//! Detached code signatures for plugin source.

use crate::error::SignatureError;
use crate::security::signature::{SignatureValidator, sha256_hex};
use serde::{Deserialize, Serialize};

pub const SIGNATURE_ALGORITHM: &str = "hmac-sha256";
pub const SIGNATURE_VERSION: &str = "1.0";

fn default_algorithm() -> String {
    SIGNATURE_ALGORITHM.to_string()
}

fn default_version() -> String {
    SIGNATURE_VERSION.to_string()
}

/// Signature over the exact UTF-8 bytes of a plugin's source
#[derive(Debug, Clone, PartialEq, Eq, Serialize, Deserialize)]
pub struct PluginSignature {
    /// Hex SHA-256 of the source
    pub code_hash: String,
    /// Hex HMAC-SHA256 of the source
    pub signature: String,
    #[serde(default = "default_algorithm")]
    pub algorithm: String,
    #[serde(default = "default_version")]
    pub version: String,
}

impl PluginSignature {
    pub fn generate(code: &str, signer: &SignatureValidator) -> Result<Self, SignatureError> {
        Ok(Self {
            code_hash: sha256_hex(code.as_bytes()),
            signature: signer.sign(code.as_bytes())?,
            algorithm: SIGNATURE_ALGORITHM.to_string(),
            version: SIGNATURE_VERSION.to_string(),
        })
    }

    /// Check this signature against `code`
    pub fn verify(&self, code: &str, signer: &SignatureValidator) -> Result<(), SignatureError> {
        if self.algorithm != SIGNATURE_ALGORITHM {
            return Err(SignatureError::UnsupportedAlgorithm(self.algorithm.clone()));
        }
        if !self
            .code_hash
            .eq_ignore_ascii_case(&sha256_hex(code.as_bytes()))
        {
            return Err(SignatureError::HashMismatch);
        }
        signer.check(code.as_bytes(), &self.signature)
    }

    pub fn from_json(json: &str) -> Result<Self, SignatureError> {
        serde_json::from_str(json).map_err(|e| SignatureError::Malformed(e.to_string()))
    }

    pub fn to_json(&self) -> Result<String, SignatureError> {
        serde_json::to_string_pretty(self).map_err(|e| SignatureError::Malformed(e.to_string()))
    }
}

※ ※ ※

Could you retype every record above exactly as it appears?

FINISHED TASK:
//! Detached code signatures for plugin source.

use crate::error::SignatureError;
use crate::security::signature::{SignatureValidator, sha256_hex};
use serde::{Deserialize, Serialize};

pub const SIGNATURE_ALGORITHM: &str = "hmac-sha256";
pub const SIGNATURE_VERSION: &str = "1.0";

fn default_algorithm() -> String {
    SIGNATURE_ALGORITHM.to_string()
}

fn default_version() -> String {
    SIGNATURE_VERSION.to_string()
}

/// Signature over the exact UTF-8 bytes of a plugin's source
#[derive(Debug, Clone, PartialEq, Eq, Serialize, Deserialize)]
pub struct PluginSignature {
    /// Hex SHA-256 of the source
    pub code_hash: String,
    /// Hex HMAC-SHA256 of the source
    pub signature: String,
    #[serde(default = "default_algorithm")]
    pub algorithm: String,
    #[serde(default = "default_version")]
    pub version: String,
}

impl PluginSignature {
    pub fn generate(code: &str, signer: &SignatureValidator) -> Result<Self, SignatureError> {
        Ok(Self {
            code_hash: sha256_hex(code.as_bytes()),
            signature: signer.sign(code.as_bytes())?,
            algorithm: SIGNATURE_ALGORITHM.to_string(),
            version: SIGNATURE_VERSION.to_string(),
        })
    }

    /// Check this signature against `code`
    pub fn verify(&self, code: &str, signer: &SignatureValidator) -> Result<(), SignatureError> {
        if self.algorithm != SIGNATURE_ALGORITHM {
            return Err(SignatureError::UnsupportedAlgorithm(self.algorithm.clone()));
        }
        if !self
            .code_hash
            .eq_ignore_ascii_case(&sha256_hex(code.as_bytes()))
        {
            return Err(SignatureError::HashMismatch);
        }
        signer.check(code.as_bytes(), &self.signature)
    }

    pub fn from_json(json: &str) -> Result<Self, SignatureError> {
        serde_json::from_str(json).map_err(|e| SignatureError::Malformed(e.to_string()))
    }

    pub fn to_json(&self) -> Result<String, SignatureError> {
        serde_json::to_string_pretty(self).map_err(|e| SignatureError::Malformed(e.to_string()))
    }
}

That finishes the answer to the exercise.